++++ RECORDED INFORMATION

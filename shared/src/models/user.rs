//! User and role models

use chrono::{DateTime, Utc};
use serde::{Deserialize, Serialize};
use uuid::Uuid;

/// A user account
#[derive(Debug, Clone, Serialize, Deserialize)]
pub struct User {
    pub id: Uuid,
    pub email: String,
    pub name: String,
    pub role: UserRole,
    /// Assigned warehouse, required for the warehouse role
    pub warehouse_id: Option<Uuid>,
    pub is_active: bool,
    pub created_at: DateTime<Utc>,
    pub updated_at: DateTime<Utc>,
}

/// Roles allowed to use the system
#[derive(Debug, Clone, Copy, PartialEq, Eq, Hash, Serialize, Deserialize)]
#[serde(rename_all = "snake_case")]
pub enum UserRole {
    Admin,
    Manager,
    /// Warehouse staff, scoped to a single warehouse
    Warehouse,
}

impl UserRole {
    pub fn as_str(&self) -> &'static str {
        match self {
            UserRole::Admin => "admin",
            UserRole::Manager => "manager",
            UserRole::Warehouse => "warehouse",
        }
    }

    pub fn from_str(s: &str) -> Option<Self> {
        match s {
            "admin" => Some(UserRole::Admin),
            "manager" => Some(UserRole::Manager),
            "warehouse" => Some(UserRole::Warehouse),
            _ => None,
        }
    }

    pub fn can_manage_users(&self) -> bool {
        matches!(self, UserRole::Admin)
    }

    /// Products, warehouses and locations
    pub fn can_manage_catalog(&self) -> bool {
        matches!(self, UserRole::Admin | UserRole::Manager)
    }

    /// Acknowledge and resolve alerts
    pub fn can_manage_alerts(&self) -> bool {
        matches!(self, UserRole::Admin | UserRole::Manager)
    }

    /// Whether a user with this role and assignment may act on a warehouse
    pub fn permits_warehouse(&self, assigned: Option<Uuid>, warehouse_id: Uuid) -> bool {
        match self {
            UserRole::Admin | UserRole::Manager => true,
            UserRole::Warehouse => assigned == Some(warehouse_id),
        }
    }

    /// Same as [`permits_warehouse`](Self::permits_warehouse) for every id given
    pub fn permits_all(&self, assigned: Option<Uuid>, warehouse_ids: &[Uuid]) -> bool {
        warehouse_ids
            .iter()
            .all(|id| self.permits_warehouse(assigned, *id))
    }
}

impl std::fmt::Display for UserRole {
    fn fmt(&self, f: &mut std::fmt::Formatter<'_>) -> std::fmt::Result {
        f.write_str(self.as_str())
    }
}

#[cfg(test)]
mod tests {
    use super::*;

    #[test]
    fn test_managers_reach_every_warehouse() {
        let w = Uuid::new_v4();
        assert!(UserRole::Admin.permits_warehouse(None, w));
        assert!(UserRole::Manager.permits_warehouse(Some(Uuid::new_v4()), w));
    }

    #[test]
    fn test_warehouse_staff_scoped_by_equality() {
        let own = Uuid::new_v4();
        let other = Uuid::new_v4();
        assert!(UserRole::Warehouse.permits_warehouse(Some(own), own));
        assert!(!UserRole::Warehouse.permits_warehouse(Some(own), other));
        assert!(!UserRole::Warehouse.permits_warehouse(None, own));
    }

    #[test]
    fn test_warehouse_staff_cross_warehouse_transfer_denied() {
        let own = Uuid::new_v4();
        let other = Uuid::new_v4();
        assert!(UserRole::Warehouse.permits_all(Some(own), &[own, own]));
        assert!(!UserRole::Warehouse.permits_all(Some(own), &[own, other]));
        assert!(UserRole::Manager.permits_all(Some(own), &[own, other]));
    }

    #[test]
    fn test_role_capabilities() {
        assert!(UserRole::Admin.can_manage_users());
        assert!(!UserRole::Manager.can_manage_users());
        assert!(UserRole::Manager.can_manage_alerts());
        assert!(!UserRole::Warehouse.can_manage_catalog());
    }
}
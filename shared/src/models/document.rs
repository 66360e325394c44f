//! Movement documents: receipts, deliveries, transfers and adjustments
//!
//! All four share one lifecycle type. Transitions are checked against an
//! allow-list per document kind; `done` and `canceled` have no outgoing
//! transitions.

use chrono::{DateTime, NaiveDate, Utc};
use serde::{Deserialize, Serialize};
use thiserror::Error;
use uuid::Uuid;

use super::MovementType;

/// Kind of movement document
#[derive(Debug, Clone, Copy, PartialEq, Eq, Hash, Serialize, Deserialize)]
#[serde(rename_all = "snake_case")]
pub enum DocumentKind {
    Receipt,
    Delivery,
    Transfer,
    Adjustment,
}

impl DocumentKind {
    /// Prefix used in generated document numbers
    pub fn prefix(&self) -> &'static str {
        match self {
            DocumentKind::Receipt => "RCP",
            DocumentKind::Delivery => "DLV",
            DocumentKind::Transfer => "TRF",
            DocumentKind::Adjustment => "ADJ",
        }
    }

    pub fn movement_type(&self) -> MovementType {
        match self {
            DocumentKind::Receipt => MovementType::Receipt,
            DocumentKind::Delivery => MovementType::Delivery,
            DocumentKind::Transfer => MovementType::Transfer,
            DocumentKind::Adjustment => MovementType::Adjustment,
        }
    }

    /// Statuses a document of this kind can be in
    pub fn statuses(&self) -> &'static [DocumentStatus] {
        use DocumentStatus::*;
        match self {
            DocumentKind::Receipt => &[Draft, Waiting, Ready, Done, Canceled],
            DocumentKind::Delivery => &[Draft, Waiting, Picking, Packing, Ready, Done, Canceled],
            DocumentKind::Transfer => &[Draft, Waiting, Done, Canceled],
            DocumentKind::Adjustment => &[Draft, Done, Canceled],
        }
    }

    /// Forward moves between non-terminal statuses
    fn forward_moves(&self) -> &'static [(DocumentStatus, DocumentStatus)] {
        use DocumentStatus::*;
        match self {
            DocumentKind::Receipt => &[(Draft, Waiting), (Draft, Ready), (Waiting, Ready)],
            DocumentKind::Delivery => &[
                (Draft, Waiting),
                (Draft, Picking),
                (Waiting, Picking),
                (Picking, Picking),
                (Picking, Packing),
                (Picking, Ready),
                (Packing, Packing),
                (Packing, Ready),
            ],
            DocumentKind::Transfer => &[(Draft, Waiting)],
            DocumentKind::Adjustment => &[],
        }
    }

    /// Whether `from -> to` is an allowed transition for this kind
    pub fn allows(&self, from: DocumentStatus, to: DocumentStatus) -> bool {
        let statuses = self.statuses();
        if from.is_terminal() || !statuses.contains(&from) || !statuses.contains(&to) {
            return false;
        }
        to.is_terminal() || self.forward_moves().contains(&(from, to))
    }

    /// Check a transition and return the new status
    pub fn transition(
        &self,
        from: DocumentStatus,
        to: DocumentStatus,
    ) -> Result<DocumentStatus, StatusError> {
        match from {
            DocumentStatus::Done => Err(StatusError::AlreadyValidated(*self)),
            DocumentStatus::Canceled => Err(StatusError::Canceled(*self)),
            _ if self.allows(from, to) => Ok(to),
            _ => Err(StatusError::NotAllowed {
                kind: *self,
                from,
                to,
            }),
        }
    }

    /// Check that a document can still be edited
    pub fn ensure_editable(&self, status: DocumentStatus) -> Result<(), StatusError> {
        match status {
            DocumentStatus::Done => Err(StatusError::AlreadyValidated(*self)),
            DocumentStatus::Canceled => Err(StatusError::Canceled(*self)),
            _ => Ok(()),
        }
    }
}

impl std::fmt::Display for DocumentKind {
    fn fmt(&self, f: &mut std::fmt::Formatter<'_>) -> std::fmt::Result {
        match self {
            DocumentKind::Receipt => write!(f, "Receipt"),
            DocumentKind::Delivery => write!(f, "Delivery"),
            DocumentKind::Transfer => write!(f, "Transfer"),
            DocumentKind::Adjustment => write!(f, "Adjustment"),
        }
    }
}

/// Lifecycle status of a movement document
#[derive(Debug, Clone, Copy, PartialEq, Eq, Hash, Serialize, Deserialize)]
#[serde(rename_all = "snake_case")]
pub enum DocumentStatus {
    Draft,
    Waiting,
    Picking,
    Packing,
    Ready,
    Done,
    Canceled,
}

impl DocumentStatus {
    pub fn as_str(&self) -> &'static str {
        match self {
            DocumentStatus::Draft => "draft",
            DocumentStatus::Waiting => "waiting",
            DocumentStatus::Picking => "picking",
            DocumentStatus::Packing => "packing",
            DocumentStatus::Ready => "ready",
            DocumentStatus::Done => "done",
            DocumentStatus::Canceled => "canceled",
        }
    }

    pub fn from_str(s: &str) -> Option<Self> {
        match s {
            "draft" => Some(DocumentStatus::Draft),
            "waiting" => Some(DocumentStatus::Waiting),
            "picking" => Some(DocumentStatus::Picking),
            "packing" => Some(DocumentStatus::Packing),
            "ready" => Some(DocumentStatus::Ready),
            "done" => Some(DocumentStatus::Done),
            "canceled" => Some(DocumentStatus::Canceled),
            _ => None,
        }
    }

    pub fn is_terminal(&self) -> bool {
        matches!(self, DocumentStatus::Done | DocumentStatus::Canceled)
    }
}

impl std::fmt::Display for DocumentStatus {
    fn fmt(&self, f: &mut std::fmt::Formatter<'_>) -> std::fmt::Result {
        f.write_str(self.as_str())
    }
}

/// Rejected status transition
#[derive(Debug, Clone, PartialEq, Eq, Error)]
pub enum StatusError {
    #[error("{0} already validated")]
    AlreadyValidated(DocumentKind),

    #[error("{0} is canceled")]
    Canceled(DocumentKind),

    #[error("{kind} cannot move from {from} to {to}")]
    NotAllowed {
        kind: DocumentKind,
        from: DocumentStatus,
        to: DocumentStatus,
    },
}

/// Generate a document number such as `RCP-00042`
pub fn document_number(kind: DocumentKind, sequence: i64) -> String {
    format!("{}-{:05}", kind.prefix(), sequence)
}

/// Goods received into a warehouse
#[derive(Debug, Clone, Serialize, Deserialize)]
pub struct Receipt {
    pub id: Uuid,
    pub number: String,
    pub status: DocumentStatus,
    pub warehouse_id: Uuid,
    pub supplier: Option<String>,
    pub scheduled_date: Option<NaiveDate>,
    pub notes: Option<String>,
    pub items: Vec<ReceiptItem>,
    pub created_by: Uuid,
    pub validated_by: Option<Uuid>,
    pub validated_at: Option<DateTime<Utc>>,
    pub created_at: DateTime<Utc>,
    pub updated_at: DateTime<Utc>,
}

#[derive(Debug, Clone, Serialize, Deserialize)]
pub struct ReceiptItem {
    pub id: Uuid,
    pub product_id: Uuid,
    pub location_id: Uuid,
    pub quantity: i64,
}

/// Goods shipped out of a warehouse, with pick/pack tracking
#[derive(Debug, Clone, Serialize, Deserialize)]
pub struct Delivery {
    pub id: Uuid,
    pub number: String,
    pub status: DocumentStatus,
    pub warehouse_id: Uuid,
    pub customer: Option<String>,
    pub scheduled_date: Option<NaiveDate>,
    pub notes: Option<String>,
    pub items: Vec<DeliveryItem>,
    pub created_by: Uuid,
    pub validated_by: Option<Uuid>,
    pub validated_at: Option<DateTime<Utc>>,
    pub created_at: DateTime<Utc>,
    pub updated_at: DateTime<Utc>,
}

#[derive(Debug, Clone, Serialize, Deserialize)]
pub struct DeliveryItem {
    pub id: Uuid,
    pub product_id: Uuid,
    pub location_id: Uuid,
    pub quantity: i64,
    pub picked_quantity: i64,
    pub packed_quantity: i64,
}

/// Stock moved from one location to another
#[derive(Debug, Clone, Serialize, Deserialize)]
pub struct Transfer {
    pub id: Uuid,
    pub number: String,
    pub status: DocumentStatus,
    pub source_warehouse_id: Uuid,
    pub source_location_id: Uuid,
    pub destination_warehouse_id: Uuid,
    pub destination_location_id: Uuid,
    pub notes: Option<String>,
    pub items: Vec<TransferItem>,
    pub created_by: Uuid,
    pub executed_by: Option<Uuid>,
    pub executed_at: Option<DateTime<Utc>>,
    pub created_at: DateTime<Utc>,
    pub updated_at: DateTime<Utc>,
}

#[derive(Debug, Clone, Serialize, Deserialize)]
pub struct TransferItem {
    pub id: Uuid,
    pub product_id: Uuid,
    pub quantity: i64,
}

/// Physical count reconciling one (product, location)
#[derive(Debug, Clone, Serialize, Deserialize)]
pub struct Adjustment {
    pub id: Uuid,
    pub number: String,
    pub status: DocumentStatus,
    pub warehouse_id: Uuid,
    pub location_id: Uuid,
    pub product_id: Uuid,
    pub counted_quantity: i64,
    /// Stock at the location when the count was recorded
    pub system_quantity: i64,
    pub difference: i64,
    pub reason: Option<String>,
    pub created_by: Uuid,
    pub validated_by: Option<Uuid>,
    pub validated_at: Option<DateTime<Utc>>,
    pub created_at: DateTime<Utc>,
    pub updated_at: DateTime<Utc>,
}

#[cfg(test)]
mod tests {
    use super::*;
    use DocumentStatus::*;

    #[test]
    fn test_document_number_padding() {
        assert_eq!(document_number(DocumentKind::Receipt, 1), "RCP-00001");
        assert_eq!(document_number(DocumentKind::Transfer, 42), "TRF-00042");
        assert_eq!(document_number(DocumentKind::Delivery, 123456), "DLV-123456");
    }

    #[test]
    fn test_done_has_no_outgoing_transitions() {
        for kind in [
            DocumentKind::Receipt,
            DocumentKind::Delivery,
            DocumentKind::Transfer,
            DocumentKind::Adjustment,
        ] {
            for to in kind.statuses() {
                assert!(!kind.allows(Done, *to));
                assert!(!kind.allows(Canceled, *to));
            }
            assert_eq!(
                kind.transition(Done, Done),
                Err(StatusError::AlreadyValidated(kind))
            );
            assert_eq!(kind.transition(Canceled, Done), Err(StatusError::Canceled(kind)));
        }
    }

    #[test]
    fn test_delivery_pick_pack_path() {
        let kind = DocumentKind::Delivery;
        assert_eq!(kind.transition(Draft, Waiting), Ok(Waiting));
        assert_eq!(kind.transition(Waiting, Picking), Ok(Picking));
        assert_eq!(kind.transition(Picking, Packing), Ok(Packing));
        assert_eq!(kind.transition(Packing, Ready), Ok(Ready));
        assert_eq!(kind.transition(Ready, Done), Ok(Done));
    }

    #[test]
    fn test_delivery_cannot_pack_from_draft() {
        let kind = DocumentKind::Delivery;
        assert!(matches!(
            kind.transition(Draft, Packing),
            Err(StatusError::NotAllowed { .. })
        ));
        assert!(!kind.allows(Ready, Picking));
    }

    #[test]
    fn test_adjustment_only_draft_to_terminal() {
        let kind = DocumentKind::Adjustment;
        assert!(kind.allows(Draft, Done));
        assert!(kind.allows(Draft, Canceled));
        assert!(!kind.allows(Draft, Waiting));
    }

    #[test]
    fn test_receipt_rejects_delivery_statuses() {
        assert!(!DocumentKind::Receipt.allows(Draft, Picking));
        assert!(!DocumentKind::Receipt.allows(Picking, Done));
    }

    #[test]
    fn test_status_roundtrip_strings() {
        for status in [Draft, Waiting, Picking, Packing, Ready, Done, Canceled] {
            assert_eq!(DocumentStatus::from_str(status.as_str()), Some(status));
        }
        assert_eq!(DocumentStatus::from_str("validated"), None);
    }
}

++++++++

### DESCRIPTION OF THE TASK
The lines to copy are those above that contain the string "Goods".

### ANSWER FOR THE TASK
/// Goods received into a warehouse
/// Goods shipped out of a warehouse, with pick/pack tracking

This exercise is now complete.